TASK PROMPT ▸ From the entries, return every line where the string "arithmetic" shows up.

Stored data entries ▸
------

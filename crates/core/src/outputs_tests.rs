// SPDX-License-Identifier: BUSL-1.1
// Copyright (c) 2026 Alfred Jean LLC

use super::*;

#[test]
fn standard_outputs_are_seeded() {
    let set = OutputSet::default();
    for name in STANDARD_OUTPUTS {
        assert!(set.is_declared(name), "{name} missing");
        assert!(!set.is_completed(name));
    }
}

#[test]
fn complete_is_monotone_and_idempotent() {
    let mut set = OutputSet::default();
    assert!(set.complete(OUTPUT_STARTED));
    assert!(!set.complete(OUTPUT_STARTED));
    assert!(set.is_completed(OUTPUT_STARTED));
}

#[test]
fn undeclared_output_is_rejected() {
    let mut set = OutputSet::default();
    assert!(!set.complete("mystery"));
    assert!(!set.is_declared("mystery"));
}

#[test]
fn custom_outputs_participate() {
    let mut set = OutputSet::new(
        ["products_ready"],
        CompletionExpr::All(vec![
            CompletionExpr::Output(OUTPUT_SUCCEEDED.into()),
            CompletionExpr::Output("products_ready".into()),
        ]),
    );
    set.complete(OUTPUT_SUCCEEDED);
    assert!(!set.is_complete());
    assert_eq!(set.missing_for_completion(), vec!["products_ready"]);

    set.complete("products_ready");
    assert!(set.is_complete());
    assert!(set.missing_for_completion().is_empty());
}

#[test]
fn any_expression_completes_on_either_branch() {
    let mut set = OutputSet::new(
        Vec::<String>::new(),
        CompletionExpr::Any(vec![
            CompletionExpr::Output(OUTPUT_SUCCEEDED.into()),
            CompletionExpr::Output(OUTPUT_FAILED.into()),
        ]),
    );
    assert!(!set.is_complete());
    set.complete(OUTPUT_FAILED);
    assert!(set.is_complete());
}

#[test]
fn completed_preserves_declaration_order() {
    let mut set = OutputSet::new(["a", "b"], CompletionExpr::succeeded());
    set.complete("b");
    set.complete(OUTPUT_SUBMITTED);
    set.complete("a");
    let done: Vec<_> = set.completed().collect();
    assert_eq!(done, vec![OUTPUT_SUBMITTED, "a", "b"]);
}
// SPDX-License-Identifier: BUSL-1.1
// Copyright (c) 2026 Alfred Jean LLC

//! Recurrence sequences: `(start, stride, optional end, exclusions)`.
//!
//! `next_after` / `prev_before` are O(1) arithmetic on the underlying
//! universe (steps, exact seconds, or whole calendar months), with a bounded
//! adjustment for month-length clamping and a skip over the finite exclusion
//! set.

use crate::duration::{CalendarDuration, CycleDuration};
use crate::point::{CyclePoint, PointError, PointMode};
use serde::{Deserialize, Serialize};
use thiserror::Error;

#[derive(Debug, Error, PartialEq, Eq)]
pub enum SequenceError {
    #[error("sequence stride must be non-zero and positive")]
    BadStride,
    #[error("sequence stride mixes months with sub-month units")]
    MixedStride,
    #[error("sequence start and stride are from different universes")]
    UniverseMismatch,
    #[error("R{0}/start/stop needs distinct start and stop")]
    BadRepeat(u32),
    #[error(transparent)]
    Point(#[from] PointError),
}

/// A recurrence rule producing an ordered stream of cycle points.
#[derive(Debug, Clone, PartialEq, Eq, Serialize, Deserialize)]
pub struct Sequence {
    start: CyclePoint,
    stride: CycleDuration,
    #[serde(default, skip_serializing_if = "Option::is_none")]
    end: Option<CyclePoint>,
    #[serde(default, skip_serializing_if = "Vec::is_empty")]
    exclusions: Vec<CyclePoint>,
}

impl Sequence {
    pub fn new(start: CyclePoint, stride: CycleDuration) -> Result<Self, SequenceError> {
        Self::bounded(start, stride, None)
    }

    pub fn bounded(
        start: CyclePoint,
        stride: CycleDuration,
        end: Option<CyclePoint>,
    ) -> Result<Self, SequenceError> {
        match (&start, &stride) {
            (CyclePoint::Integer(_), CycleDuration::Steps(n)) => {
                if *n <= 0 {
                    return Err(SequenceError::BadStride);
                }
            }
            (CyclePoint::DateTime(_), CycleDuration::Calendar(c)) => {
                if c.negative || c.is_zero() {
                    return Err(SequenceError::BadStride);
                }
                if c.total_months() != 0 && c.exact_seconds() != 0 {
                    return Err(SequenceError::MixedStride);
                }
            }
            _ => return Err(SequenceError::UniverseMismatch),
        }
        Ok(Self { start, stride, end, exclusions: Vec::new() })
    }

    /// A one-off sequence: exactly one point.
    pub fn once(point: CyclePoint) -> Self {
        let stride = match point.mode() {
            PointMode::Integer => CycleDuration::Steps(1),
            PointMode::DateTime => CycleDuration::Calendar(CalendarDuration {
                days: 1,
                ..CalendarDuration::default()
            }),
        };
        Self { start: point, stride, end: Some(point), exclusions: Vec::new() }
    }

    /// The deprecated `Rn/start/stop` form with `n >= 2`: n points spread
    /// evenly from start to stop, both inclusive.
    ///
    /// Warns on use: the legacy engine treated the stop bound differently,
    /// so workflows relying on this form should migrate to explicit strides.
    pub fn from_repeat(
        n: u32,
        start: CyclePoint,
        stop: CyclePoint,
    ) -> Result<Self, SequenceError> {
        if n == 1 {
            return Ok(Self::once(start));
        }
        tracing::warn!(
            n,
            start = %start,
            stop = %stop,
            "deprecated Rn/start/stop recurrence: stop-inclusive semantics \
             differ from the legacy engine; use an explicit stride instead"
        );
        let span = stop.units_since(&start).ok_or(SequenceError::UniverseMismatch)?;
        if span <= 0 {
            return Err(SequenceError::BadRepeat(n));
        }
        let unit = span / (n as i64 - 1);
        if unit <= 0 {
            return Err(SequenceError::BadRepeat(n));
        }
        let stride = match start.mode() {
            PointMode::Integer => CycleDuration::Steps(unit),
            PointMode::DateTime => CycleDuration::seconds(unit as u64),
        };
        Self::bounded(start, stride, Some(stop))
    }

    pub fn with_exclusions(mut self, exclusions: Vec<CyclePoint>) -> Self {
        self.exclusions = exclusions;
        self
    }

    pub fn start(&self) -> CyclePoint {
        self.start
    }

    pub fn stride(&self) -> CycleDuration {
        self.stride
    }

    pub fn end(&self) -> Option<CyclePoint> {
        self.end
    }

    fn excluded(&self, p: &CyclePoint) -> bool {
        self.exclusions.contains(p)
    }

    /// The on-sequence point at index k (k >= 0), ignoring exclusions.
    fn point_at(&self, k: i64) -> Result<CyclePoint, PointError> {
        match self.stride {
            CycleDuration::Steps(s) => self.start.offset(&CycleDuration::Steps(
                s.checked_mul(k).ok_or(PointError::OutOfRange)?,
            )),
            CycleDuration::Calendar(c) => {
                if c.total_months() != 0 {
                    let months = (c.total_months() as i64)
                        .checked_mul(k)
                        .ok_or(PointError::OutOfRange)?;
                    let magnitude = months.unsigned_abs();
                    self.start.offset(&CycleDuration::Calendar(CalendarDuration {
                        negative: months < 0,
                        years: (magnitude / 12) as u32,
                        months: (magnitude % 12) as u32,
                        ..CalendarDuration::default()
                    }))
                } else {
                    let secs = (c.exact_seconds() as i64)
                        .checked_mul(k)
                        .ok_or(PointError::OutOfRange)?;
                    let d = CycleDuration::seconds(secs.unsigned_abs());
                    self.start.offset(&if secs < 0 { d.negated() } else { d })
                }
            }
        }
    }

    /// Index of the last on-sequence point at or before p, or -1 if p is
    /// before the start.
    fn index_at_or_before(&self, p: &CyclePoint) -> i64 {
        if *p < self.start {
            return -1;
        }
        let mut k = match self.stride {
            CycleDuration::Steps(s) => self.start.units_since(p).map(|d| -d / s).unwrap_or(0),
            CycleDuration::Calendar(c) => {
                if c.total_months() != 0 {
                    p.months_since(&self.start).unwrap_or(0) / c.total_months() as i64
                } else {
                    p.units_since(&self.start).unwrap_or(0) / c.exact_seconds() as i64
                }
            }
        };
        // Month-length clamping can leave the arithmetic guess off by one.
        while self.point_at(k + 1).map(|q| q <= *p).unwrap_or(false) {
            k += 1;
        }
        while k >= 0 && self.point_at(k).map(|q| q > *p).unwrap_or(true) {
            k -= 1;
        }
        k
    }

    /// Whether p lies on the sequence (within bounds, not excluded).
    pub fn is_on_sequence(&self, p: &CyclePoint) -> bool {
        if *p < self.start || self.end.map(|e| *p > e).unwrap_or(false) || self.excluded(p) {
            return false;
        }
        let k = self.index_at_or_before(p);
        k >= 0 && self.point_at(k).map(|q| q == *p).unwrap_or(false)
    }

    /// First valid point of the sequence.
    pub fn first(&self) -> Option<CyclePoint> {
        if self.excluded(&self.start) {
            self.next_after(&self.start)
        } else {
            Some(self.start)
        }
    }

    /// Smallest on-sequence point strictly after p.
    pub fn next_after(&self, p: &CyclePoint) -> Option<CyclePoint> {
        let mut k = self.index_at_or_before(p) + 1;
        loop {
            let q = self.point_at(k).ok()?;
            if let Some(end) = self.end {
                if q > end {
                    return None;
                }
            }
            if !self.excluded(&q) {
                return Some(q);
            }
            k += 1;
        }
    }

    /// Largest on-sequence point strictly before p.
    pub fn prev_before(&self, p: &CyclePoint) -> Option<CyclePoint> {
        let mut k = self.index_at_or_before(p);
        if self.point_at(k).map(|q| q == *p).unwrap_or(false) {
            k -= 1;
        }
        loop {
            if k < 0 {
                return None;
            }
            let q = self.point_at(k).ok()?;
            if let Some(end) = self.end {
                if q > end {
                    k -= 1;
                    continue;
                }
            }
            if !self.excluded(&q) {
                return Some(q);
            }
            k -= 1;
        }
    }
}

#[cfg(test)]
#[path = "sequence_tests.rs"]
mod tests;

------

RESPONSE ▸
//! `next_after` / `prev_before` are O(1) arithmetic on the underlying
        // Month-length clamping can leave the arithmetic guess off by one.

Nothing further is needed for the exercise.